Having prayers heard is a standard article of faith. Biblical accounts, historical statements and contemporary testimonies repeat this conviction that God hears or has heard the prayer of believers.
Accordingly, a common feature of many religious services is a selected responsive reading or prayer. The leader says a statement of petition, gratitude or praise, and the people respond with something like, “Lord, hear our prayer.”
I heard this religious petition the other day, “Lord, HEAR our prayer,” and it got me to wondering. Do we ever say, “Lord, SEE our prayer”? I wonder what it means for our prayers to be SEEN.
We know that hearing happens when noise is audible and seeing happens when something is visible. What does a prayer even LOOK like?
I’m not talking about words or music, but presence or action. Prayer made manifest in front of God and everyone. Empirical evidence of prayer’s subject or object, perhaps even the proof of prayer.

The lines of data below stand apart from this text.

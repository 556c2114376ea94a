//! Clipboard access for the copy-template action
//!
//! Uses `arboard` crate for cross-platform support (Windows, macOS, Linux).
//! On X11 and Wayland the copied text is served by the process that owns the
//! clipboard handle, so the handle lives as long as the guide does.

use anyhow::{Context, Result};
use arboard::Clipboard;

/// Destination for copied text
///
/// The controller only needs to know whether the write succeeded.
pub trait ClipboardSink {
    fn set_text(&mut self, text: &str) -> Result<()>;
}

/// System clipboard, opened on first copy and kept open afterwards
#[derive(Default)]
pub struct SystemClipboard {
    handle: Option<Clipboard>,
}

impl SystemClipboard {
    fn handle(&mut self) -> Result<&mut Clipboard> {
        if !self.is_open() {
            tracing::debug!("Opening system clipboard");
            self.handle = Some(Clipboard::new().context("Failed to access clipboard")?);
        }
        self.handle
            .as_mut()
            .context("Clipboard handle unavailable")
    }

    pub fn is_open(&self) -> bool {
        self.handle.is_some()
    }
}

impl ClipboardSink for SystemClipboard {
    /// Common failure cases: no display server (headless Linux), permission denied.
    /// A failed write drops the handle so the next copy reopens it.
    fn set_text(&mut self, text: &str) -> Result<()> {
        let result = self
            .handle()?
            .set_text(text)
            .context("Failed to set clipboard text");
        if result.is_err() {
            self.handle = None;
        }
        result
    }
}


#[cfg(test)]
mod tests {
    use super::*;

    #[test]
    fn system_clipboard_opens_lazily() {
        // No display server is needed until the first copy
        let clipboard = SystemClipboard::default();
        assert!(!clipboard.is_open());
    }

    #[test]
    fn handle_outlives_a_successful_copy() {
        // Headless machines fail to open a clipboard; either way the handle
        // is kept exactly when the write went through.
        let mut clipboard = SystemClipboard::default();
        let copied = clipboard.set_text("prompt-guide clipboard check").is_ok();
        assert_eq!(clipboard.is_open(), copied);
    }
}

Perhaps you remember the Peanuts cartoon in which Linus desperately wanted Charlie Brown’s eyes on him. “Lookit, Charlie Brown, lookit,” Linus exclaimed repeatedly, “Lookit! Lookit! LOOKIT!!” With exasperation, Charlie Brown finally blurts out, “I’m lookitting!”
“Lord, see my prayer.” Or in the spirited, concise passion of Linus, “Lord, lookit!” I wonder what we want or expect of such statements. I wonder what we might want God to see. Is this like presenting an offering or gift or effort or outcome of some type; is it demonstrating a good work or deed for God’s inspection; or even a type of religious bragging?
There are a number of biblical stories that consider such religious visual or visible prayers, including the infamous “widow’s mite” that Jesus observed as the offering was presented during a temple service (Luke 21:1-3). Centuries earlier, a Prophet hoped in faith, “It may be that God will look upon my misery and restore to me the covenant blessing instead of the curse” (II Samuel 16:12).
On the one hand, asking for a divine audience seems modest and faithful enough. It states we really care about something important to us and hopefully to God. On the other hand, petitioning a divine observation might be risky, revealing more than we intended.
Perhaps it’s like when you have a project evaluated at school or on the job. The judges pore over the items or products as presenters fidget, wondering if it will be seen and found satisfactory or worthy. There is a certain vulnerability when our work or works comes under visual scrutiny. “Whoever lives by the truth comes into the light, so that it may be seen plainly” (John 3:21).
Nevertheless, the cartoon reminds us that children of all ages need to be seen to be validated. Likewise, perhaps “See my prayer” is a request for “divine lookitting.” Without knowing for sure, this much I affirm for us all, inspired by the words and tune of the old spiritual: “God’s eye is on the sparrow, and I know God watches me.”